| Stored items |
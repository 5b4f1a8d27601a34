use anyhow::{Context, Result};
use confyg::{env, Confygery};
use serde::{Deserialize, Serialize};
use std::path::PathBuf;

use raaga_search::{CombineWeights, StrategyKind};

use crate::snapshot::BuildOptions;

/// Configuration for raaga.
///
/// Configuration is loaded from multiple sources with the following priority:
/// 1. CLI arguments (highest priority)
/// 2. Environment variables (RAAGA_* prefix)
/// 3. Config file (~/.config/raaga/config.toml)
/// 4. Built-in defaults (lowest priority)
#[derive(Debug, Clone, PartialEq, Serialize, Deserialize)]
pub struct Config {
    /// Path to the track catalog CSV.
    ///
    /// Can be set via:
    /// - CLI: --catalog /path/to/tracks.csv
    /// - ENV: RAAGA_CATALOG_PATH
    /// - Config: catalog_path = "/path/to/tracks.csv"
    /// - Default: ~/.local/share/raaga/tracks.csv
    #[serde(default = "default_catalog_path")]
    pub catalog_path: PathBuf,

    /// Path to the SQLite artifact store.
    ///
    /// Can be set via:
    /// - CLI: --artifacts /path/to/raaga.db
    /// - ENV: RAAGA_ARTIFACT_PATH
    /// - Config: artifact_path = "/path/to/raaga.db"
    /// - Default: ~/.local/share/raaga/raaga.db
    #[serde(default = "default_artifact_path")]
    pub artifact_path: PathBuf,

    /// Similarity strategy: `dense_cosine` or `neighbor_index`.
    #[serde(default)]
    pub strategy: StrategyKind,

    /// Weight of numeric-feature similarity in the dense strategy.
    #[serde(default = "default_weight")]
    pub numeric_weight: f64,

    /// Weight of genre similarity in the dense strategy.
    #[serde(default = "default_weight")]
    pub genre_weight: f64,

    /// Drop English stop words from artist/album/genre text.
    #[serde(default = "default_stop_words")]
    pub stop_words: bool,

    /// Number of recommendations when the caller does not ask for a count.
    #[serde(default = "default_results")]
    pub default_results: usize,

    /// Log filter used when RUST_LOG is not set.
    #[serde(default = "default_log_level")]
    pub log_level: String,
}

impl Default for Config {
    fn default() -> Self {
        Self {
            catalog_path: default_catalog_path(),
            artifact_path: default_artifact_path(),
            strategy: StrategyKind::default(),
            numeric_weight: default_weight(),
            genre_weight: default_weight(),
            stop_words: default_stop_words(),
            default_results: default_results(),
            log_level: default_log_level(),
        }
    }
}

impl Config {
    /// Load configuration from file and environment variables.
    ///
    /// Searches for config file at: ~/.config/raaga/config.toml
    /// Reads environment variables with RAAGA_ prefix.
    ///
    /// # Errors
    ///
    /// Returns an error if the config file exists but cannot be parsed.
    pub fn load() -> Result<Self> {
        let config_path = config_file_path();

        let mut builder = Confygery::new()
            .context("Failed to create config builder")?;

        if config_path.exists() {
            let path_str = config_path.to_str()
                .ok_or_else(|| anyhow::anyhow!("Config path contains invalid UTF-8"))?;
            builder.add_file(path_str)
                .context("Failed to load config file")?;
        }

        let env_opts = env::Options::with_top_level("raaga");
        builder.add_env(env_opts)
            .context("Failed to load environment variables")?;

        let config: Self = builder.build()
            .context("Failed to build configuration")?;

        Ok(config)
    }

    /// Apply the path overrides given on the command line.
    #[must_use]
    pub fn with_paths(mut self, catalog: Option<PathBuf>, artifacts: Option<PathBuf>) -> Self {
        if let Some(path) = catalog {
            self.catalog_path = path;
        }
        if let Some(path) = artifacts {
            self.artifact_path = path;
        }
        self
    }

    #[must_use]
    pub fn with_strategy(mut self, strategy: StrategyKind) -> Self {
        self.strategy = strategy;
        self
    }

    /// Options for building a snapshot from this configuration.
    #[must_use]
    pub fn build_options(&self) -> BuildOptions {
        BuildOptions {
            strategy: self.strategy,
            weights: CombineWeights {
                numeric: self.numeric_weight,
                genre: self.genre_weight,
            },
            stop_words: self.stop_words,
        }
    }
}

fn data_dir() -> PathBuf {
    dirs::data_dir()
        .unwrap_or_else(|| PathBuf::from("."))
        .join("raaga")
}

fn default_catalog_path() -> PathBuf {
    data_dir().join("tracks.csv")
}

fn default_artifact_path() -> PathBuf {
    data_dir().join("raaga.db")
}

fn default_weight() -> f64 {
    0.5
}

fn default_stop_words() -> bool {
    true
}

fn default_results() -> usize {
    10
}

fn default_log_level() -> String {
    String::from("info")
}

/// Get the config file path.
///
/// Returns:
/// - Linux: ~/.config/raaga/config.toml
/// - macOS: ~/Library/Application Support/raaga/config.toml
/// - Windows: %APPDATA%\raaga\config.toml
pub fn config_file_path() -> PathBuf {
    dirs::config_dir()
        .unwrap_or_else(|| PathBuf::from("."))
        .join("raaga")
        .join("config.toml")
}

/// Get the example config file content.
pub fn example_config() -> &'static str {
    r#"# Raaga Configuration File
#
# Configuration is loaded from multiple sources with the following priority:
# 1. CLI arguments (highest priority)
# 2. Environment variables (RAAGA_* prefix)
# 3. This config file
# 4. Built-in defaults (lowest priority)

# Track catalog, one CSV row per track with the header:
# id,name,artist,album,release_date,popularity,duration_ms,genres,album_art_url
#
# Can also be set via:
# - CLI: raaga --catalog /custom/tracks.csv build
# - Environment: RAAGA_CATALOG_PATH=/custom/tracks.csv
#catalog_path = "/path/to/tracks.csv"

# SQLite database holding the built similarity artifacts
#
# Can also be set via:
# - CLI: raaga --artifacts /custom/raaga.db build
# - Environment: RAAGA_ARTIFACT_PATH=/custom/raaga.db
#artifact_path = "/path/to/raaga.db"

# Similarity strategy
#
# dense_cosine   - blend of popularity/duration and genre similarity,
#                  precomputed for every pair of tracks
# neighbor_index - nearest neighbors over artist, album and genre text
strategy = "dense_cosine"

# Relative weights of the two dense_cosine components
numeric_weight = 0.5
genre_weight = 0.5

# Ignore common English words in artist and album names (neighbor_index)
stop_words = true

# Number of recommendations returned when -n is not given
default_results = 10

# Log filter used when RUST_LOG is not set (error, warn, info, debug, trace)
log_level = "info"
"#
}

/// Create default config file if it doesn't exist.
///
/// Returns true if a new file was created, false if it already existed.
pub fn ensure_config_file() -> Result<bool> {
    let config_path = config_file_path();

    if config_path.exists() {
        return Ok(false);
    }

    if let Some(parent) = config_path.parent() {
        std::fs::create_dir_all(parent)
            .context("Failed to create config directory")?;
    }

    std::fs::write(&config_path, example_config())
        .context("Failed to write config file")?;

    Ok(true)
}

| Task prompt |
Output, from the data above, the lines from the line with "fn default() ->" to the line with "builder.add_file(path_str)" exactly as they stand, both ends included and nothing else.

| Response to the task |
    fn default() -> Self {
        Self {
            catalog_path: default_catalog_path(),
            artifact_path: default_artifact_path(),
            strategy: StrategyKind::default(),
            numeric_weight: default_weight(),
            genre_weight: default_weight(),
            stop_words: default_stop_words(),
            default_results: default_results(),
            log_level: default_log_level(),
        }
    }
}

impl Config {
    /// Load configuration from file and environment variables.
    ///
    /// Searches for config file at: ~/.config/raaga/config.toml
    /// Reads environment variables with RAAGA_ prefix.
    ///
    /// # Errors
    ///
    /// Returns an error if the config file exists but cannot be parsed.
    pub fn load() -> Result<Self> {
        let config_path = config_file_path();

        let mut builder = Confygery::new()
            .context("Failed to create config builder")?;

        if config_path.exists() {
            let path_str = config_path.to_str()
                .ok_or_else(|| anyhow::anyhow!("Config path contains invalid UTF-8"))?;
            builder.add_file(path_str)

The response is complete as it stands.